Após um dia de apresentação de seminários e muitas discussões (testemunhei isso, vi a sala lotada), os alunos promoveram uma performance, realizada por um coletivo que se dispôs a vir de MG apenas para isso. É um coletivo que está habituado a fazer performances como a que aconteceu, feitas para chocar a sensibilidade das pessoas e fazê- las pensar sobre seus próprios limites (infelizmente não pude estar presente - era minha intenção, mas tive que resolver problemas da exibição do filme que fiz, que estreou no dia seguinte). A performance foi realizada num espaço anexo ao do Campus, na área arborizada do prédio Multiuso. Esse prédio ainda nem sequer foi inaugurado oficialmente, ninguém passa por lá, ali só foram os que quiseram saber do que se tratava a tal "Xereca satânica".

Infelizmente, há pessoas que acreditam que o mundo deve ser moldado à sua imagem e semelhança, sem permitir qualquer espécie de desvio do padrão ou mesmo qualquer espécie de afronta à sua sensibilidade confortável, conformista e preguiçosa. A costura de partes do corpo, inclusive da região genital, não é novidade para qualquer pessoa que tenha lido mais de um parágrafo sobre arte contemporânea posterior aos anos 1970. Sugiro a quem quiser saber mais sobre o assunto que pesquise os trabalhos de pessoas como Marina Abramovic e Lydia Lunch. A performance tinha como um dos objetivos denunciar a constante violência contra mulheres na cidade de Rio das Ostras, onde as ocorrências de estupros estão entre as maiores do país.

O caso é que foram feitas e divulgadas fotos do evento - o que deu a ele uma dimensão política e social que vai muito além dos muros do Pólo, tornando-se tema de blogs sensacionalistas e da imprensa marrom. Estando atualmente na função de chefe do departamento em que esse evento foi promovido, afirmo para quem for necessário que damos apoio total aos promotores do evento, realizado dentro de uma perspectiva acadêmica, a partir de discussões ocorridas nas aulas de uma disciplina. É coisa séria e deve ser respeitada.
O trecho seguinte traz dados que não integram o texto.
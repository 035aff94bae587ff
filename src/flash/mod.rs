//! The two on-chip flash controller drivers this crate speaks: NVMCTRL for
//! Cortex-M0+ parts, EEFC for Cortex-M3/M4/M7 parts. Both implement the
//! same `FlashController` trait so a [`crate::part::Part`] can hold a plane
//! list without caring which family it belongs to.

mod eefc;
mod nvmctrl;

pub use eefc::Eefc;
pub use nvmctrl::Nvmctrl;

use crate::address_range::AddressRange;
use crate::error::Result;

/// A single flash plane's erase/program/verify/read surface.
pub trait FlashController {
    fn address_range(&self) -> &AddressRange;

    fn erase_flash(&mut self, start_address: Option<u32>) -> Result<()>;

    fn program_flash(&mut self, data: &[u8], address: Option<u32>) -> Result<bool>;

    fn verify_flash(&mut self, data: &[u8], address: Option<u32>) -> Result<bool>;

    fn read_flash(&mut self, address: Option<u32>, length: Option<u32>) -> Result<Vec<u8>>;
}

fn resolve_address(range: &AddressRange, address: Option<u32>) -> u32 {
    address.unwrap_or(range.start)
}

fn resolve_length(range: &AddressRange, address: u32, length: Option<u32>) -> Result<u32> {
    match length {
        Some(length) => Ok(length),
        None => range.remaining_length(address),
    }
}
Enfim, não vamos aceitar baixaria. A universidade pública é um espaço de estudo e conhecimento que não deve ser censurada por causa de informações deturpadas em blogs e jornais. Pondo os pingos nos is: a artista que realizou a performance estava em plena posse dos seus sentidos e o fez porque quis - não foi a primeira vez; nenhum aluno ou qualquer outra pessoa foi constrangido a fazer nada; nenhum ser humano tem o direito de dizer à artista o que ela pode ou não pode fazer com seu corpo; qualquer tentativa de intimidar o curso, os alunos, os professores ou os participantes do evento será por nós considerado um gesto de censura e assim será denunciado - conforme a constituição brasileira nos garante plena liberdade de expressão; e qualquer pessoa em cargo público que porventura se posicionar contra a performance será por nós inquirida acerca de suas atitudes prévias contra os estupros em Rio das Ostras.
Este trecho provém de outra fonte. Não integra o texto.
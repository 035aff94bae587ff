//! The supported-parts registry: an explicit, centrally maintained list in
//! place of the runtime subclass-discovery the original tool used. Adding a
//! part means adding one entry here.

use crate::error::{Error, Result};
use crate::identifiers::IdentifiedRegisters;
use crate::part::{CortexM0pPart, CortexM34Part, CortexM7Part, Part};
use crate::samba::SharedSamBa;
use crate::transport::Transport;

#[derive(Debug, Clone, Copy)]
pub enum Family {
    /// SAM D/L/C: identified via DSU `(processor, family, series)`.
    CortexM0p { processor: u8, family: u8, series: u8 },
    /// SAM3A/X: identified via masked CHIPID, 256B pages.
    Sam3x {
        chip_id: u32,
        flash_planes: u32,
        flash_total_length_kb: u32,
    },
    /// SAM4S: identified via masked CHIPID, 512B pages.
    Sam4s {
        chip_id: u32,
        flash_planes: u32,
        flash_total_length_kb: u32,
    },
    /// SAMV (Cortex-M7): identified via masked CHIPID, single plane.
    SamV {
        chip_id: u32,
        flash_total_length_kb: u32,
        page_size: u32,
    },
}

#[derive(Debug, Clone, Copy)]
pub struct PartEntry {
    pub name: &'static str,
    pub untested: bool,
    pub family: Family,
}

impl PartEntry {
    pub fn identify(&self, ids: &IdentifiedRegisters) -> bool {
        match self.family {
            Family::CortexM0p {
                processor,
                family,
                series,
            } => ids
                .dsu
                .map(|dsu| dsu.processor == processor && dsu.family == family && dsu.series == series)
                .unwrap_or(false),
            Family::Sam3x { chip_id, .. } | Family::Sam4s { chip_id, .. } | Family::SamV { chip_id, .. } => {
                ids.chipid
                    .map(|chipid| chipid.masked_chip_id() == chip_id)
                    .unwrap_or(false)
            }
        }
    }
}

macro_rules! sam3x {
    ($name:ident, $chip_id:expr, $planes:expr, $length_kb:expr, untested: $untested:expr) => {
        PartEntry {
            name: stringify!($name),
            untested: $untested,
            family: Family::Sam3x {
                chip_id: $chip_id,
                flash_planes: $planes,
                flash_total_length_kb: $length_kb,
            },
        }
    };
}

macro_rules! sam4s {
    ($name:ident, $chip_id:expr, $planes:expr, $length_kb:expr, untested: $untested:expr) => {
        PartEntry {
            name: stringify!($name),
            untested: $untested,
            family: Family::Sam4s {
                chip_id: $chip_id,
                flash_planes: $planes,
                flash_total_length_kb: $length_kb,
            },
        }
    };
}

pub const REGISTRY: &[PartEntry] = &[
    PartEntry {
        name: "ATSAMD",
        untested: false,
        family: Family::CortexM0p {
            processor: 1,
            family: 0,
            series: 0,
        },
    },
    PartEntry {
        name: "ATSAML",
        untested: true,
        family: Family::CortexM0p {
            processor: 1,
            family: 1,
            series: 2,
        },
    },
    PartEntry {
        name: "ATSAMC",
        untested: true,
        family: Family::CortexM0p {
            processor: 1,
            family: 2,
            series: 1,
        },
    },
    sam3x!(ATSAM3X8H, 0x286E_0A60, 2, 2 * 256, untested: true),
    sam3x!(ATSAM3X8E, 0x285E_0A60, 2, 2 * 256, untested: false),
    sam3x!(ATSAM3X4E, 0x285B_0960, 2, 2 * 128, untested: true),
    sam3x!(ATSAM3X8C, 0x284E_0A60, 2, 2 * 256, untested: true),
    sam3x!(ATSAM3X4C, 0x28A7_0CE0, 2, 2 * 128, untested: true),
    sam3x!(ATSAM3A8C, 0x283E_0A60, 2, 2 * 256, untested: true),
    sam3x!(ATSAM3A4C, 0x283B_0960, 2, 2 * 128, untested: true),
    sam4s!(ATSAM4SD32C, 0x29A7_0EE0, 2, 2 * 1024, untested: true),
    sam4s!(ATSAM4SD32B, 0x2997_0EE0, 2, 2 * 1024, untested: true),
    sam4s!(ATSAM4SD16C, 0x29A7_0CE0, 2, 1024, untested: false),
    sam4s!(ATSAM4SD16B, 0x2997_0CE0, 2, 1024, untested: true),
    sam4s!(ATSAM4SA16C, 0x28A7_0CE0, 1, 1024, untested: true),
    sam4s!(ATSAM4SA16B, 0x2897_0CE0, 1, 1024, untested: true),
    sam4s!(ATSAM4S16B, 0x289C_0CE0, 1, 1024, untested: true),
    sam4s!(ATSAM4S16C, 0x28AC_0CE0, 1, 1024, untested: true),
    sam4s!(ATSAM4S8B, 0x289C_0AE0, 1, 512, untested: true),
    sam4s!(ATSAM4S8C, 0x28AC_0AE0, 1, 512, untested: true),
    sam4s!(ATSAM4S4C, 0x28AB_09E0, 1, 256, untested: true),
    sam4s!(ATSAM4S4B, 0x289B_09E0, 1, 256, untested: true),
    sam4s!(ATSAM4S4A, 0x288B_09E0, 1, 256, untested: true),
    sam4s!(ATSAM4S2C, 0x28AB_07E0, 1, 128, untested: true),
    sam4s!(ATSAM4S2B, 0x289B_07E0, 1, 128, untested: true),
    sam4s!(ATSAM4S2A, 0x288B_07E0, 1, 128, untested: true),
    PartEntry {
        name: "ATSAMV71Q21",
        untested: true,
        family: Family::SamV {
            chip_id: 0x2102_0E00,
            flash_total_length_kb: 2048,
            page_size: 512,
        },
    },
];

const SAM3X_FLASH_BASE: u32 = 0x0008_0000;
const SAM3X_REGS_BASES: [u32; 2] = [0x400E_0A00, 0x400E_0C00];
const SAM3X_RESET_BASE: u32 = 0x400E_1A00;
const SAM3X_PAGE_SIZE: u32 = 256;

const SAM4S_FLASH_BASE: u32 = 0x0040_0000;
const SAM4S_REGS_BASES: [u32; 2] = [0x400E_0A00, 0x400E_0C00];
const SAM4S_RESET_BASE: u32 = 0x400E_1400;
const SAM4S_PAGE_SIZE: u32 = 512;

const SAMV_FLASH_BASE: u32 = 0x0040_0000;
const SAMV_REGS_BASE: u32 = 0x400E_0C00;

/// Finds the single registry entry matching `ids` and constructs it, or
/// fails if zero or more than one entry matches.
pub fn select<T: Transport>(
    samba: SharedSamBa<T>,
    ids: &IdentifiedRegisters,
) -> Result<Box<dyn Part>> {
    let matches: Vec<&PartEntry> = REGISTRY.iter().filter(|entry| entry.identify(ids)).collect();

    let entry = match matches.as_slice() {
        [] => return Err(Error::UnknownPart),
        [single] => *single,
        many => {
            return Err(Error::AmbiguousPart {
                candidates: many.iter().map(|e| e.name).collect(),
            })
        }
    };

    if entry.untested {
        log::warn!("{} has not been hardware-validated by this tool", entry.name);
    }

    match entry.family {
        Family::CortexM0p { .. } => {
            Ok(Box::new(CortexM0pPart::new(entry.name, samba)?))
        }
        Family::Sam3x {
            flash_planes,
            flash_total_length_kb,
            ..
        } => Ok(Box::new(CortexM34Part::new(
            entry.name,
            samba,
            SAM3X_FLASH_BASE,
            &SAM3X_REGS_BASES,
            SAM3X_RESET_BASE,
            flash_planes,
            flash_total_length_kb * 1024,
            SAM3X_PAGE_SIZE,
            true,
        )?)),
        Family::Sam4s {
            flash_planes,
            flash_total_length_kb,
            ..
        } => Ok(Box::new(CortexM34Part::new(
            entry.name,
            samba,
            SAM4S_FLASH_BASE,
            &SAM4S_REGS_BASES,
            SAM4S_RESET_BASE,
            flash_planes,
            flash_total_length_kb * 1024,
            SAM4S_PAGE_SIZE,
            false,
        )?)),
        Family::SamV {
            flash_total_length_kb,
            page_size,
            ..
        } => Ok(Box::new(CortexM7Part::new(
            entry.name,
            samba,
            SAMV_FLASH_BASE,
            SAMV_REGS_BASE,
            None,
            flash_total_length_kb * 1024,
            page_size,
        )?)),
    }
}

#[cfg(test)]
mod tests {
    use super::*;
    use crate::identifiers::ChipId;

    #[test]
    fn exactly_one_entry_matches_atsam3x8e() {
        let ids = IdentifiedRegisters {
            cpuid: None,
            chipid: Some(ChipId::decode(0x400E_0740, 0x285E_0A60, 0)),
            dsu: None,
        };
        let matches: Vec<_> = REGISTRY.iter().filter(|e| e.identify(&ids)).collect();
        assert_eq!(matches.len(), 1);
        assert_eq!(matches[0].name, "ATSAM3X8E");
    }

    #[test]
    fn no_entry_matches_an_unknown_chip_id() {
        let ids = IdentifiedRegisters {
            cpuid: None,
            chipid: Some(ChipId::decode(0x400E_0740, 0xDEAD_0000, 0)),
            dsu: None,
        };
        assert!(REGISTRY.iter().all(|e| !e.identify(&ids)));
    }
}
E, finalmente, embora não tenham sido feitos "rituais satânicos" e o título do evento fosse essencialmente provocativo (ao contrário do que o jornalismo marrom afirmou), precisamos dizer que não haverá de nossa parte qualquer censura a atos do gênero. A universidade pública é LAICA, como todo o estado brasileiro. Todos os representantes públicos devem defender o laicismo - caso contrário, cometem o crime de prevaricação. A laicidade assegura a qualquer manifestação religiosa o mesmo grau de respeitabilidade: sejam missas católicas, evangélicas, judaicas, budistas ou satânicas.
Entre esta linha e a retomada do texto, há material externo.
//! End-to-end NVMCTRL programming against a simulated device: exercises
//! the real page-chunking, page-buffer-clear/write-page command sequence,
//! and read-back verification through the actual `SamBa` wire protocol.

use std::collections::{HashMap, VecDeque};

use pretty_assertions::assert_eq;
use sam_loader::error::{Error, Result};
use sam_loader::flash::{FlashController, Nvmctrl};
use sam_loader::samba::SamBa;
use sam_loader::transport::Transport;

const NVM_BASE: u32 = 0x4100_4000;
const FLASH_BASE: u32 = 0x0000_0000;
const PARAM_OFFSET: u32 = 0x0008;
const CTRLB_OFFSET: u32 = 0x0004;
const INTFLAG_OFFSET: u32 = 0x0014;
const CMDA_OFFSET: u32 = 0x0000;
const ADDRESS_OFFSET: u32 = 0x001C;
const CTRLB_MANW: u32 = 1 << 7;
const PAGE_SIZE: u32 = 64;
const PAGES: u32 = 1024;

/// A toy NVMCTRL-equipped device: a flat byte-addressable memory holding
/// flash content plus the controller's registers, reachable only through
/// the real SAM-BA ASCII command grammar. Writes to flash addresses stage
/// into a page latch, like the real peripheral, and only land in `memory`
/// on `WP` -- and only once `CTRLB.MANW` has been set, so a driver that
/// forgets that register write produces flash that reads back erased.
struct NvmctrlDevice {
    memory: HashMap<u32, u8>,
    page_latch: HashMap<u32, u8>,
    ctrlb: u32,
    response: VecDeque<u8>,
}

impl NvmctrlDevice {
    fn new() -> Self {
        let mut memory = HashMap::new();
        // Erased flash reads as 0xFF.
        for addr in FLASH_BASE..FLASH_BASE + PAGE_SIZE * PAGES {
            memory.insert(addr, 0xFF);
        }
        let param = ((3u32) << 16) | PAGES; // 8 << 3 == 64
        Self::set_u32(&mut memory, NVM_BASE + PARAM_OFFSET, param);
        NvmctrlDevice {
            memory,
            page_latch: HashMap::new(),
            ctrlb: 0,
            response: VecDeque::new(),
        }
    }

    fn set_u32(memory: &mut HashMap<u32, u8>, addr: u32, value: u32) {
        for (i, byte) in value.to_le_bytes().into_iter().enumerate() {
            memory.insert(addr + i as u32, byte);
        }
    }

    fn get_u32(&self, addr: u32) -> u32 {
        let mut bytes = [0u8; 4];
        for i in 0..4 {
            bytes[i] = *self.memory.get(&(addr + i as u32)).unwrap_or(&0);
        }
        u32::from_le_bytes(bytes)
    }

    fn is_register(addr: u32) -> bool {
        (NVM_BASE..NVM_BASE + 0x20).contains(&addr)
    }

    fn write_word(&mut self, addr: u32, value: u32) {
        if addr == NVM_BASE + CTRLB_OFFSET {
            self.ctrlb = value;
        } else if Self::is_register(addr) {
            Self::set_u32(&mut self.memory, addr, value);
        } else {
            for (i, byte) in value.to_le_bytes().into_iter().enumerate() {
                self.page_latch.insert(addr + i as u32, byte);
            }
        }
    }

    fn set_u16(&mut self, addr: u32, value: u16) {
        for (i, byte) in value.to_le_bytes().into_iter().enumerate() {
            self.memory.insert(addr + i as u32, byte);
        }
        if addr == NVM_BASE + CMDA_OFFSET {
            self.handle_command((value & 0xFF) as u8);
        }
    }

    fn get_u16(&self, addr: u32) -> u16 {
        if addr == NVM_BASE + INTFLAG_OFFSET {
            return 1; // always ready in this simulation
        }
        let mut bytes = [0u8; 2];
        for i in 0..2 {
            bytes[i] = *self.memory.get(&(addr + i as u32)).unwrap_or(&0);
        }
        u16::from_le_bytes(bytes)
    }

    fn handle_command(&mut self, command: u8) {
        const CMD_ER: u8 = 0x02;
        const CMD_WP: u8 = 0x04;
        const CMD_PBC: u8 = 0x44;
        match command {
            CMD_ER => {
                let row_offset_half = self.get_u32(NVM_BASE + ADDRESS_OFFSET);
                let row_start = FLASH_BASE + (row_offset_half << 1);
                for addr in row_start..row_start + PAGE_SIZE * 4 {
                    self.memory.insert(addr, 0xFF);
                }
            }
            CMD_PBC => {
                self.page_latch.clear();
            }
            CMD_WP => {
                if self.ctrlb & CTRLB_MANW != 0 {
                    for (addr, byte) in self.page_latch.drain() {
                        self.memory.insert(addr, byte);
                    }
                }
                // Without MANW set, the real part has already auto-committed
                // words as they were written; this simulation just drops the
                // staged latch, leaving the page unprogrammed.
            }
            _ => {}
        }
    }

    fn execute(&mut self, command: &str) {
        let body = command.trim_end_matches('#');
        let letter = body.chars().next().unwrap();
        let rest = &body[1..];
        let args: Vec<u32> = rest
            .trim_end_matches(',')
            .split(',')
            .filter(|s| !s.is_empty())
            .map(|s| u32::from_str_radix(s, 16).unwrap())
            .collect();

        match letter {
            'N' => self.response.extend([0, 0]),
            'W' => self.write_word(args[0], args[1]),
            'w' => self.response.extend(self.get_u32(args[0]).to_le_bytes()),
            'H' => self.set_u16(args[0], args[1] as u16),
            'h' => self.response.extend(self.get_u16(args[0]).to_le_bytes()),
            'R' => {
                let (address, length) = (args[0], args[1]);
                for addr in address..address + length {
                    self.response.push_back(*self.memory.get(&addr).unwrap_or(&0xFF));
                }
            }
            'G' => {}
            _ => panic!("unsupported command in test device: {letter}"),
        }
    }
}

impl Transport for NvmctrlDevice {
    fn read(&mut self, length: usize) -> Result<Vec<u8>> {
        (0..length)
            .map(|_| self.response.pop_front().ok_or(Error::Timeout))
            .collect()
    }

    fn write(&mut self, data: &[u8]) -> Result<()> {
        let command = std::str::from_utf8(data).unwrap().to_string();
        self.execute(&command);
        Ok(())
    }
}

#[test]
fn programs_and_verifies_a_multi_page_buffer() {
    let samba = SamBa::new(NvmctrlDevice::new(), true).unwrap();
    let shared = std::rc::Rc::new(std::cell::RefCell::new(samba));
    let mut flash = Nvmctrl::new(shared, NVM_BASE, FLASH_BASE).unwrap();

    let data = vec![0xAAu8; 260]; // spans 5 pages at a 64-byte page size
    let ok = flash.program_flash(&data, Some(FLASH_BASE)).unwrap();
    assert!(ok);

    let readback = flash.read_flash(Some(FLASH_BASE), Some(data.len() as u32)).unwrap();
    assert_eq!(readback, data);
}

#[test]
fn new_sets_ctrlb_manw_so_page_writes_actually_commit() {
    let device = NvmctrlDevice::new();
    let samba = SamBa::new(device, true).unwrap();
    let shared = std::rc::Rc::new(std::cell::RefCell::new(samba));
    let mut flash = Nvmctrl::new(shared.clone(), NVM_BASE, FLASH_BASE).unwrap();

    assert_eq!(
        shared.borrow_mut().read_word(NVM_BASE + CTRLB_OFFSET).unwrap() & CTRLB_MANW,
        CTRLB_MANW,
        "Nvmctrl::new must set CTRLB.MANW before any page write is attempted"
    );

    let data = vec![0x42u8; PAGE_SIZE as usize];
    let ok = flash.program_flash(&data, Some(FLASH_BASE)).unwrap();
    assert!(ok);
    let readback = flash
        .read_flash(Some(FLASH_BASE), Some(data.len() as u32))
        .unwrap();
    assert_eq!(readback, data);
}

#[test]
fn erase_resets_touched_rows_to_erased_state() {
    let samba = SamBa::new(NvmctrlDevice::new(), true).unwrap();
    let shared = std::rc::Rc::new(std::cell::RefCell::new(samba));
    let mut flash = Nvmctrl::new(shared, NVM_BASE, FLASH_BASE).unwrap();

    let data = vec![0x00u8; 64];
    flash.program_flash(&data, Some(FLASH_BASE)).unwrap();
    flash.erase_flash(Some(FLASH_BASE)).unwrap();

    let readback = flash.read_flash(Some(FLASH_BASE), Some(64)).unwrap();
    assert_eq!(readback, vec![0xFFu8; 64]);
}
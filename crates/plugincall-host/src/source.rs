//! Module source specifiers.

use std::fmt;
use std::path::PathBuf;

use crate::error::{HostError, HostResult};

/// Where the plugin module bytes come from.
///
/// Remote and file sources may carry an optional blake3 content pin. A URL
/// that embeds a branch name (rather than an immutable revision) can serve
/// different bytes between runs; pinning turns that drift into a hard
/// [`HostError::HashMismatch`] instead of silently running changed code.
#[derive(Debug, Clone, PartialEq, Eq)]
pub enum PluginSource {
    /// Remote artifact fetched over HTTP(S).
    Url {
        /// Artifact URL.
        url: String,
        /// Optional blake3 hex digest pinning the artifact content.
        hash: Option<String>,
    },
    /// Module on the local filesystem.
    File {
        /// Path to the `.wasm` file.
        path: PathBuf,
        /// Optional blake3 hex digest pinning the file content.
        hash: Option<String>,
    },
    /// Module bytes already in memory.
    Bytes(Vec<u8>),
}

impl PluginSource {
    /// Remote source without a content pin.
    #[must_use]
    pub fn url(url: impl Into<String>) -> Self {
        Self::Url {
            url: url.into(),
            hash: None,
        }
    }

    /// Local file source without a content pin.
    #[must_use]
    pub fn file(path: impl Into<PathBuf>) -> Self {
        Self::File {
            path: path.into(),
            hash: None,
        }
    }

    /// Attach a blake3 hex digest pin to this source.
    ///
    /// Inline byte sources need no pin (the caller already holds the exact
    /// bytes), so for [`PluginSource::Bytes`] this is a no-op.
    #[must_use]
    pub fn pinned(mut self, digest: impl Into<String>) -> Self {
        match &mut self {
            Self::Url { hash, .. } | Self::File { hash, .. } => *hash = Some(digest.into()),
            Self::Bytes(_) => {},
        }
        self
    }

    /// Parse a module source specifier string.
    ///
    /// `http://` and `https://` specifiers become [`PluginSource::Url`];
    /// anything without a scheme is treated as a local file path.
    ///
    /// # Errors
    ///
    /// Returns [`HostError::InvalidSource`] for specifiers with an
    /// unsupported URL scheme (e.g. `ftp://`, `file://`).
    pub fn parse(spec: &str) -> HostResult<Self> {
        if spec.is_empty() {
            return Err(HostError::InvalidSource(
                "module source must not be empty".into(),
            ));
        }
        if spec.starts_with("https://") || spec.starts_with("http://") {
            return Ok(Self::url(spec));
        }
        if spec.contains("://") {
            return Err(HostError::InvalidSource(format!(
                "unsupported scheme in '{spec}', expected http(s) URL or local path"
            )));
        }
        Ok(Self::file(spec))
    }

    /// The content pin attached to this source, if any.
    #[must_use]
    pub fn pin(&self) -> Option<&str> {
        match self {
            Self::Url { hash, .. } | Self::File { hash, .. } => hash.as_deref(),
            Self::Bytes(_) => None,
        }
    }
}

impl fmt::Display for PluginSource {
    fn fmt(&self, f: &mut fmt::Formatter<'_>) -> fmt::Result {
        match self {
            Self::Url { url, .. } => f.write_str(url),
            Self::File { path, .. } => write!(f, "{}", path.display()),
            Self::Bytes(bytes) => write!(f, "<{} bytes inline>", bytes.len()),
        }
    }
}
Como a internet é o reino dos boatos e as notícias já estão correndo, me parece oportuno tornar esses fatos claros para os representantes eleitos da universidade (como o reitor Roberto Salles ou o futuro reitor, já eleito, Sidney Mello) e para o prefeito da cidade, Alcebiades Sabino - que, serenos e inteligentes, certamente não se deixarão levar por boatos de maus jornalistas ou blogueiros irresponsáveis.

Afinal de contas, lá no Puro precisamos conviver com muitos problemas - alguns bem barra- pesada, como o problema da violência local (estupros e assaltos), outros mais crônicos e típicos de universidades públicas (equipamentos deteriorados, falta de conexão à internet num Pólo do interior, eventuais faltas de água e energia elétrica, falta de salas etc etc etc). Mas não esperem de nós que aceitemos conviver com censura ou com conivência a estupros e violências contra mulheres.